OFFSHORE BONDS, or “wrappers”, as they are more commonly known nowadays, have been around for a long time. However, their importance in financial planning, especially for expatriates, has never been more important. Let’s start by going back to basics.
An offshore bond, or “wrapper”, is, in basic terms, a whole of life insurance policy that is written by a non-UK arm of an insurance company. Typically, insurance companies have based their “offshore” subsidiaries in places such as the Isle of Man, Channel Islands, Dublin and Luxemburg. The reason for establishing these centres of business is due to the preferential tax treatment of the insurance funds. For Portuguese tax residents, care should be taken as to which offshore centre is used, as many are now “blacklisted”.
The insurance policy is normally a single premium whole of life policy, requiring no medical underwriting. So, in essence, these “wrappers” are a convenient and tax efficient way of investing a lump sum (single premium) without any specific term at outset (whole life).
An “onshore” UK based insurance company will have to pay tax of 20 per cent to the UK Inland Revenue on any profit made within the fund. A non-taxpayer cannot reclaim this tax, but it is counted as a basic-rate credit to a UK higher-rate taxpayer. In comparison, funds within an offshore “wrapper” accumulate tax free (apart from a very small amount of tax that the insurance company may have to pay on dividends received from certain equity investments). But what does this mean for the investor? Quite simply, it means excluding any effect of charges and assuming both funds are invested in exactly the same fashion, an offshore fund will grow at a faster rate than an onshore fund. Here is an example for an investment of 100,000 pounds sterling with an assumed growth rate of seven per cent per annum.
These figures are only a guide and should not be considered an illustration of future values. You may get back more or less than the amounts shown. Value of units may go down as well as up, and you may not get back the full value of your investment.
As the above tables show, the additional investment return achieved, net of tax, in an offshore fund can be substantial, but that is not the end of the story:
“Wrappers” offer very tax efficient withdrawals or “income”. A UK tax resident can withdraw up to five per cent of the original investment per annum, for 20 years, without paying any tax on these withdrawals. Only on final encashment will tax become payable. Also, the five per cent per annum withdrawal limit is cumulative, meaning that any unused allowance can be carried forward to future years.

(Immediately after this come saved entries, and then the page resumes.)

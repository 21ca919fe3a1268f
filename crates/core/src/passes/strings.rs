//! `xt:string`: computed text.
//!
//! `<xt:string xpath="count(//row)"/>` gets the count as its text.
//! `<xt:string idref="garant|aname"/>` gets an XHTML anchor pointing at
//! `#garant` whose text is `f:aname(//*[@id='garant'])`.

use super::{PassContext, elements_named};
use crate::error::TransformError;
use crate::namespaces::{FUNC_PREFIX, XHTML_NS, XT_NS};
use log::debug;
use xtools_dom::{Document, ExpandedName, NodeId};

const DEFAULT_FUNCTION: &str = "string";

/// What one `xt:string` element asks for.
#[derive(Debug, Clone, PartialEq, Eq)]
struct StringDirective {
    idref: Option<String>,
    function: String,
}

impl StringDirective {
    fn read(doc: &Document, id: NodeId) -> Self {
        let explicit = doc
            .attribute(id, None, "f")
            .unwrap_or(DEFAULT_FUNCTION)
            .to_string();
        match doc.attribute(id, None, "idref") {
            Some(idref) => match idref.split_once('|') {
                Some((idref, function)) => Self {
                    idref: Some(idref.to_string()),
                    function: format!("{}:{}", FUNC_PREFIX, function),
                },
                None => Self {
                    idref: Some(idref.to_string()),
                    function: explicit,
                },
            },
            None => Self {
                idref: None,
                function: explicit,
            },
        }
    }
}

pub fn replace_strings(doc: &mut Document, ctx: &PassContext<'_>) -> Result<(), TransformError> {
    for id in elements_named(doc, XT_NS, "string") {
        let directive = StringDirective::read(doc, id);
        if doc.attribute(id, None, "xpath").is_none()
            && let Some(idref) = &directive.idref
        {
            doc.set_attribute(id, ExpandedName::local("xpath"), format!("#{}", idref))?;
        }
        let query = ctx.directive_query(doc, id)?;
        let wrapped = format!("{}({})", directive.function, query);
        let text = ctx
            .evaluator
            .evaluate(doc, id, &wrapped)
            .map_err(|e| ctx.evaluation_error(doc, id, &wrapped, e))?
            .into_string(doc);

        match &directive.idref {
            Some(idref) => {
                debug!("Linking #{} as {:?}", idref, text);
                let anchor = doc.create_element(ExpandedName::new(XHTML_NS, "a", None));
                doc.set_attribute(anchor, ExpandedName::local("href"), format!("#{}", idref))?;
                doc.append_text(anchor, &text)?;
                doc.append_child(id, anchor)?;
            }
            None => doc.set_leading_text(id, &text)?,
        }
    }
    Ok(())
}

#[cfg(test)]
mod tests {
    use super::*;
    use crate::passes::test_support::{evaluator, parse, pass_context};
    use xtools_xpath1::XPathError;

    const HEAD: &str = r#"<form xmlns:xt="http://ki.ujep.cz/ns/xtools" xmlns:ak="http://ki.ujep.cz/ns/akreditace">"#;

    fn directives(doc: &Document) -> Vec<NodeId> {
        elements_named(doc, XT_NS, "string")
    }

    fn run(xml: &str) -> Result<Document, TransformError> {
        let mut doc = parse(&format!("{}{}</form>", HEAD, xml));
        let ev = evaluator();
        replace_strings(&mut doc, &pass_context(&ev))?;
        Ok(doc)
    }

    fn inner(doc: &Document, id: NodeId) -> String {
        let xml = doc.node_to_xml(id).unwrap();
        let start = xml.find('>').unwrap() + 1;
        let end = xml.rfind("</").unwrap_or(xml.len());
        xml[start..end].to_string()
    }

    #[test]
    fn test_directive_parsing() {
        let doc = parse(&format!(
            r#"{}<xt:string idref="a"/><xt:string idref="a|aname" f="concat"/><xt:string f="count"/><xt:string/></form>"#,
            HEAD
        ));
        let parsed: Vec<StringDirective> = directives(&doc)
            .into_iter()
            .map(|id| StringDirective::read(&doc, id))
            .collect();
        let expect = |idref: Option<&str>, function: &str| StringDirective {
            idref: idref.map(str::to_string),
            function: function.to_string(),
        };
        assert_eq!(
            parsed,
            vec![
                expect(Some("a"), "string"),
                expect(Some("a"), "f:aname"),
                expect(None, "count"),
                expect(None, "string"),
            ]
        );
    }

    #[test]
    fn test_idref_appends_anchor_and_keeps_children() {
        let doc = run(r#"<p id="p1">Hello <b>world</b></p><xt:string idref="p1"><i>old</i></xt:string>"#)
            .unwrap();
        let directive = directives(&doc)[0];
        assert_eq!(doc.attribute(directive, None, "xpath"), Some("#p1"));
        assert_eq!(
            inner(&doc, directive),
            r##"<i>old</i><a xmlns="http://www.w3.org/1999/xhtml" href="#p1">Hello world</a>"##
        );
    }

    #[test]
    fn test_idref_with_function() {
        let doc = run(
            r#"<ak:osoba id="g"><ak:jméno>Jan Novák</ak:jméno><ak:tituly>prof., PhD.</ak:tituly></ak:osoba><xt:string idref="g|aname"/>"#,
        )
        .unwrap();
        let directive = directives(&doc)[0];
        let anchor = doc.element_children(directive).next().unwrap();
        assert!(doc.is_named(anchor, Some(XHTML_NS), "a"));
        assert_eq!(doc.attribute(anchor, None, "href"), Some("#g"));
        assert_eq!(doc.string_value(anchor), "prof. Jan Novák, PhD.");
    }

    #[test]
    fn test_xpath_sets_text() {
        let doc = run(
            r##"<row/><row/><xt:string xpath="//row">stale<b/></xt:string><xt:string f="count" xpath="//row"/><xt:string xpath="#nothing"/>"##,
        )
        .unwrap();
        let found = directives(&doc);
        // The leading text is replaced, the rest is kept.
        assert_eq!(inner(&doc, found[0]), "<b/>");
        assert_eq!(doc.string_value(found[1]), "2");
        assert_eq!(doc.string_value(found[2]), "");
        assert_eq!(doc.element_children(found[1]).count(), 0);
    }

    #[test]
    fn test_explicit_xpath_wins_over_idref() {
        let doc = run(r##"<p id="p1">one</p><p id="p2">two</p><xt:string idref="p1" xpath="#p2"/>"##)
            .unwrap();
        let directive = directives(&doc)[0];
        let anchor = doc.element_children(directive).next().unwrap();
        assert_eq!(doc.attribute(anchor, None, "href"), Some("#p1"));
        assert_eq!(doc.string_value(anchor), "two");
    }

    #[test]
    fn test_missing_query() {
        let err = run("<xt:string/>").unwrap_err();
        assert!(matches!(err, TransformError::MissingQuery { .. }));
        assert!(
            err.to_string()
                .starts_with("no xpath attribute in element:\n[test.xml:1]<xt:string />")
        );
    }

    #[test]
    fn test_evaluation_failures_carry_the_directive() {
        let err = run(r#"<xt:string xpath="//["/>"#).unwrap_err();
        match err {
            TransformError::Evaluation { query, context, source } => {
                assert_eq!(query, "string(//[)");
                assert!(context.to_string().contains("xt:string"));
                assert!(matches!(source, XPathError::XPathParse(..)));
            }
            other => panic!("Expected an evaluation error, got {:?}", other),
        }

        let err = run(r#"<xt:string idref="x|nosuch"/>"#).unwrap_err();
        assert!(matches!(
            err,
            TransformError::Evaluation { source: XPathError::FunctionError { .. }, .. }
        ));
    }
}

For non-UK tax residents, the allowances and amount of tax due will depend on where you pay tax. For the Portuguese tax resident, the allowances are more generous than the UK rules. Normally, only once withdrawals exceed the original investment is tax payable by the investor.
Furthermore, “wrappers” are treated as non-income producing assets. Only if a chargeable gain arises, do you need to enter this withdrawal income on your tax return. They are not subject to the European Savings Directive. Therefore, unlike offshore bank accounts, there is no withholding tax of 15 per cent (due to rise to 35 per cent) or disclosure requirements. For the cautious investor, there are ways of holding cash within a wrapper, or to opt for an investment approach with minimum risk. However, they should only be considered as long term investments – minimum five to 10 years.

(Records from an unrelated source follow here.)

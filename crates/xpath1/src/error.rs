use thiserror::Error;

#[derive(Error, Debug, Clone)]
pub enum XPathError {
    /// The query text and what went wrong where.
    #[error("cannot parse XPath `{0}`: {1}")]
    XPathParse(String, String),

    #[error("{function}(): {message}")]
    FunctionError { function: String, message: String },

    #[error("type error: {0}")]
    TypeError(String),

    #[error("variable ${0} is not bound")]
    UnknownVariable(String),

    #[error("prefix '{0}' is not bound to a namespace")]
    UnknownPrefix(String),
}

With careful planning and timing, an expatriate investor can choose when and where to cash in a “wrapper”, thus controlling when and where to pay any tax due – maybe reducing or eliminating any tax liability completely. Perhaps, by cashing in at a time when he/she is deemed to be tax-resident in a country with low taxes. Or maybe cashing in at a time when the investor has little or no other income. This could be in the year after retirement by delaying pension income for a full tax year.
The choice of investments within a “wrapper” is very wide and most good providers can offer bespoke or tailored portfolios to suit your circumstances and risk profile.
As always, you should seek professional independent advice before committing to any long-term investment.